◆ **STORED DATA**
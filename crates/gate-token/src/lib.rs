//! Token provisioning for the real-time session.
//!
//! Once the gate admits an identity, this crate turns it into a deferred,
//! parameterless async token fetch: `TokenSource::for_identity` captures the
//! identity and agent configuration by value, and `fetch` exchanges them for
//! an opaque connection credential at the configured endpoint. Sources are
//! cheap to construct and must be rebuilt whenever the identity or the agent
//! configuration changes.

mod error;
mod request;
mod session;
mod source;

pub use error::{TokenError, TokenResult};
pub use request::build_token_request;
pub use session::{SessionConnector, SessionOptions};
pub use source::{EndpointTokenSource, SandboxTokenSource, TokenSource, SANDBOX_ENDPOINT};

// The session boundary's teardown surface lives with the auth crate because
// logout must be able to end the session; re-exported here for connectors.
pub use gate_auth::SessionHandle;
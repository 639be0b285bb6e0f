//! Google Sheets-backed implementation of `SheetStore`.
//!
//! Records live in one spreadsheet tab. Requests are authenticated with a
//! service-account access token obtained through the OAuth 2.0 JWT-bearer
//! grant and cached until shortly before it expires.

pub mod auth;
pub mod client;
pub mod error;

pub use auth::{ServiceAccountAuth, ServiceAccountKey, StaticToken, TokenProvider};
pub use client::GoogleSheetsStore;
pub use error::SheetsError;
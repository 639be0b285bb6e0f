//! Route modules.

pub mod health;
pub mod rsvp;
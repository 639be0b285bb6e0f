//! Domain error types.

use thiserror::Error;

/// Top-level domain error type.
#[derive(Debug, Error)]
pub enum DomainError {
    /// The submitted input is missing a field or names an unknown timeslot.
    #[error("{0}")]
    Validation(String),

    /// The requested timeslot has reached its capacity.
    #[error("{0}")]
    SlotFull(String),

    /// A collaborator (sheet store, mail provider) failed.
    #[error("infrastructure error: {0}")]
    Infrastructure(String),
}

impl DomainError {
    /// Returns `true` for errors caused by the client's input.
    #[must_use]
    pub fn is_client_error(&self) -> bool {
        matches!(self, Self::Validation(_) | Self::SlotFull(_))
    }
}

...

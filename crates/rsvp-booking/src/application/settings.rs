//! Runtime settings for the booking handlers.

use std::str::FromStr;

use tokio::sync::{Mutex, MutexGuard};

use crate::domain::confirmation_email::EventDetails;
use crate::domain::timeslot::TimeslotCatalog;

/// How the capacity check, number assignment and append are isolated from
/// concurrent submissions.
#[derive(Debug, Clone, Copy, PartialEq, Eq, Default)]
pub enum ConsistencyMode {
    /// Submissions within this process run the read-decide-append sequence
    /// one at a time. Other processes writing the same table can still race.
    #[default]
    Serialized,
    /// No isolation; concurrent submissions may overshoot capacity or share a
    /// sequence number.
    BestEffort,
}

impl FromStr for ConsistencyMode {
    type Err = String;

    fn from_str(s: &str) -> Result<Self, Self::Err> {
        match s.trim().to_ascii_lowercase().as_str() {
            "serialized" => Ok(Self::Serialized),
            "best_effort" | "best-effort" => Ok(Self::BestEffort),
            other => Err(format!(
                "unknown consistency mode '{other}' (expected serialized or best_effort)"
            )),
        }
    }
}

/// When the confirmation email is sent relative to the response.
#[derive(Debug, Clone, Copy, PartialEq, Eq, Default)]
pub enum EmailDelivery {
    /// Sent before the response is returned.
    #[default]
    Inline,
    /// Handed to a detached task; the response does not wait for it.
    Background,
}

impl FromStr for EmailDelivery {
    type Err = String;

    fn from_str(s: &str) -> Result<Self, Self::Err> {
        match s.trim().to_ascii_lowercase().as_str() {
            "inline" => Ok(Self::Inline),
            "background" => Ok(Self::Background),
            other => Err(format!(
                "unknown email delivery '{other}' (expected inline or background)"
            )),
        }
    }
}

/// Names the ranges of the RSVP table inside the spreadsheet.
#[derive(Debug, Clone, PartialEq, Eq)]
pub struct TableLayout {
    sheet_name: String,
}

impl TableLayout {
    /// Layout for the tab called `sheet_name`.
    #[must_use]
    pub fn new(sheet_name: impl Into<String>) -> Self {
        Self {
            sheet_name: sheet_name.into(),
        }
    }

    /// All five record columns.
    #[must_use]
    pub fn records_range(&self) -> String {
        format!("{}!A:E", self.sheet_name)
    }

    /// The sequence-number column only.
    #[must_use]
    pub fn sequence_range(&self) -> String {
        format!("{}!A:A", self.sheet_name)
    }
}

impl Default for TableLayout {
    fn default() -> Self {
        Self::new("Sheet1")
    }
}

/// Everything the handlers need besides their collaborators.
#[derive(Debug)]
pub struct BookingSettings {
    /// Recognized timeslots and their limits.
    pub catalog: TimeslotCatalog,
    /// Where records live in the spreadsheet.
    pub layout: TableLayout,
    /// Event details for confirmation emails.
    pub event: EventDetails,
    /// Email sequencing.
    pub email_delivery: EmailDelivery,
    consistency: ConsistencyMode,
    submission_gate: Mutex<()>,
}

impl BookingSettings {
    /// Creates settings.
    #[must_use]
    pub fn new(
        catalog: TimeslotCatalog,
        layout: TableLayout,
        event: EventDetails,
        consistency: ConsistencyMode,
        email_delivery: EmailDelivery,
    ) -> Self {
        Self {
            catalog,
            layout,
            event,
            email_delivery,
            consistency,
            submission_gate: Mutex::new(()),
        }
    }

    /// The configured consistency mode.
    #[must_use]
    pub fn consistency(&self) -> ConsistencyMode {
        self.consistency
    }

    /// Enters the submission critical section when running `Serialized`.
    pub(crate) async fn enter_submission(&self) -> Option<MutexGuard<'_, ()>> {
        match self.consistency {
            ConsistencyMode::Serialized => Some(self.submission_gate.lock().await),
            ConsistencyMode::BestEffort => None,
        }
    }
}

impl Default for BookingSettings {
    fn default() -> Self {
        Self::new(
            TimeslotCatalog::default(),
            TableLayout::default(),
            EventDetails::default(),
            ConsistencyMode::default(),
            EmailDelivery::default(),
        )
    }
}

==

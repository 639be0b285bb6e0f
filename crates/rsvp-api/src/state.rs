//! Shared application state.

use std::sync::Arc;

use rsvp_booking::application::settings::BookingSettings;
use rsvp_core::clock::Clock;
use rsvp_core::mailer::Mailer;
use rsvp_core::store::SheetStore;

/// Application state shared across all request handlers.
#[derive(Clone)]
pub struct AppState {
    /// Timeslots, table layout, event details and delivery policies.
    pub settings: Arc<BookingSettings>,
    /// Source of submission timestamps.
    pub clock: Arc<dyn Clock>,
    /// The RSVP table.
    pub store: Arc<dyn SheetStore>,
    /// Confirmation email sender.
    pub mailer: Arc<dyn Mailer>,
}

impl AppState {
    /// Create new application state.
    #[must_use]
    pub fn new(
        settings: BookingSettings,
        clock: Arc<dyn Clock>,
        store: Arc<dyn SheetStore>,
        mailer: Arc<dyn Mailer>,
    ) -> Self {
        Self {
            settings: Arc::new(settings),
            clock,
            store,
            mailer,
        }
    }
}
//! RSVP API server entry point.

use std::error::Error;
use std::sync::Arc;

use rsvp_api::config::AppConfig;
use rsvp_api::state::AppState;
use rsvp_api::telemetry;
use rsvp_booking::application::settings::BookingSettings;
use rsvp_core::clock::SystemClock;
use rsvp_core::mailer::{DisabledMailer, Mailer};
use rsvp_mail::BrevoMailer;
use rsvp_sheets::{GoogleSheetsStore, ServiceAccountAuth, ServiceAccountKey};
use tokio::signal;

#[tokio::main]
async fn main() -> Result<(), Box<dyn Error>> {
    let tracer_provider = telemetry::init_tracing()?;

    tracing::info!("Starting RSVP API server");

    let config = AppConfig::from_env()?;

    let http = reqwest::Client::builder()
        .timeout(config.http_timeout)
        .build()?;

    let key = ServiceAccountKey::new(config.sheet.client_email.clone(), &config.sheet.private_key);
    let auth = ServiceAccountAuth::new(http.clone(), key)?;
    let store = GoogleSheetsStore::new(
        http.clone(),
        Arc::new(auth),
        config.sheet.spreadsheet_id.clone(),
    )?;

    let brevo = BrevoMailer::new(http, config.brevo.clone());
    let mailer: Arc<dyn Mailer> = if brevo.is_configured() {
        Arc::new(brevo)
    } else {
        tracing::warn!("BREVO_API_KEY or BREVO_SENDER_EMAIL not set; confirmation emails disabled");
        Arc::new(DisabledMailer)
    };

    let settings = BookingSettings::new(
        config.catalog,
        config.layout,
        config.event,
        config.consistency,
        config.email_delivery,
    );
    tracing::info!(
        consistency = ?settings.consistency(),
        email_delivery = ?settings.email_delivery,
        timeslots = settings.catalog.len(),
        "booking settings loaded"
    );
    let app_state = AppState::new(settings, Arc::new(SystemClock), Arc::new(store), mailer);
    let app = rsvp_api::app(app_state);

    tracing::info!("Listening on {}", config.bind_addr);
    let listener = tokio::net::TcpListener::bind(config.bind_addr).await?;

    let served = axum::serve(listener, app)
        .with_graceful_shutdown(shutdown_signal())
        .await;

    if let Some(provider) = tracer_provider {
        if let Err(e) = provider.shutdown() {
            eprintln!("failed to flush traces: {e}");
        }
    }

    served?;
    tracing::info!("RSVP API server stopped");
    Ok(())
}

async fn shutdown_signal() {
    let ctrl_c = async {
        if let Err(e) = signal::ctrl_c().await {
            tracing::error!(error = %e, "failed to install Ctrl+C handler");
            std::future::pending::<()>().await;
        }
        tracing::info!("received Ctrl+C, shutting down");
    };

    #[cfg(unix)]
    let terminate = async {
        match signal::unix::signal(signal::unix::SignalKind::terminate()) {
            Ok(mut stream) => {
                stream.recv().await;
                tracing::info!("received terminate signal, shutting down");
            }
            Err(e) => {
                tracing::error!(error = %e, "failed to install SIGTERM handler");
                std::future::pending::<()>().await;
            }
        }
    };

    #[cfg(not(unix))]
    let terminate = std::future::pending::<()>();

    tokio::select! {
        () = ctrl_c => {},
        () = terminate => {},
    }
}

◆ **WHAT THE TASK ASKS**
Every line of the material above that contains "SlotFull" should be counted; give the total only.

◆ **ANSWER AREA**
2